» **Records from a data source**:

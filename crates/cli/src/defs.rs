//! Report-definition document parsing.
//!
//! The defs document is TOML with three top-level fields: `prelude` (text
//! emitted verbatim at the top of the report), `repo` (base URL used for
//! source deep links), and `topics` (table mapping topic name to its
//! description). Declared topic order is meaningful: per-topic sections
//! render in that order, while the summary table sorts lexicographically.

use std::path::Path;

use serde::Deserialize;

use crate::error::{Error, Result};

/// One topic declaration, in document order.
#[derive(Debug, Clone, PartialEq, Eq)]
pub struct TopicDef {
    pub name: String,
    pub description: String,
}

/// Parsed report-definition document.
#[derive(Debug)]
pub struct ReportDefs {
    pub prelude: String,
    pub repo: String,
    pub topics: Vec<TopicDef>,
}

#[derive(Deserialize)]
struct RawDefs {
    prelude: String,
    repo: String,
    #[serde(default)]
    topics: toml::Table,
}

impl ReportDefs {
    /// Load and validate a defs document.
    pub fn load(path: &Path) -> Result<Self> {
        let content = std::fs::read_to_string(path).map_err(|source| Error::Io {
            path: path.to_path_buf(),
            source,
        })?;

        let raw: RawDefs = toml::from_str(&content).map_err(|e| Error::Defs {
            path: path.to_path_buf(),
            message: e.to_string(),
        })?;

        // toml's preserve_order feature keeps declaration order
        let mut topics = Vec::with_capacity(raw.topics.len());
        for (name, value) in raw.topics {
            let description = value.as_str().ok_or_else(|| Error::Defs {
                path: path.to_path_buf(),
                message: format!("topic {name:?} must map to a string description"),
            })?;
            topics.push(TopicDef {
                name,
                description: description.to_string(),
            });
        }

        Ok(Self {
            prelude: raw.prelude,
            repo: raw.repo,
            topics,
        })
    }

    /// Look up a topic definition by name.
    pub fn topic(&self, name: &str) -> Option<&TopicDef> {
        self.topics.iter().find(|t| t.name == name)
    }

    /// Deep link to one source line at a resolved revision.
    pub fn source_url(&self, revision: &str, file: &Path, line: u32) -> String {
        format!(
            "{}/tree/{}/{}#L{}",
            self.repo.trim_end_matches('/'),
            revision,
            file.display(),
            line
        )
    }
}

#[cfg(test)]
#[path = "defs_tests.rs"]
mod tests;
---
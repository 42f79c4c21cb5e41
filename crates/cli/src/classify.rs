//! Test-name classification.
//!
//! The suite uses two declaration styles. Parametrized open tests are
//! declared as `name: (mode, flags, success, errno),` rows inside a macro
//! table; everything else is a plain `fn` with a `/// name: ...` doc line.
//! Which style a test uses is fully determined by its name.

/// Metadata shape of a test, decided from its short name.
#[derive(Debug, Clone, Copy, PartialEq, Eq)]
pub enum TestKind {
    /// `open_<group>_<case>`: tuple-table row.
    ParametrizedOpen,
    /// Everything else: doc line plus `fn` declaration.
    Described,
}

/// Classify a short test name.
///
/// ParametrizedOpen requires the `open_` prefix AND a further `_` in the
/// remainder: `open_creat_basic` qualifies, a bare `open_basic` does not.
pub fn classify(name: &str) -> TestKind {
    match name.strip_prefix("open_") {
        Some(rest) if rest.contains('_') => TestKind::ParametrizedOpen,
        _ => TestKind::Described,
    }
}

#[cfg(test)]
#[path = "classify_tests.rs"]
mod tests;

» **TASK REQUIREMENTS**: Look through the records and give only the number of lines where the string "ReportDefs" appears.

» **ANSWER FOR THIS EXERCISE**: 2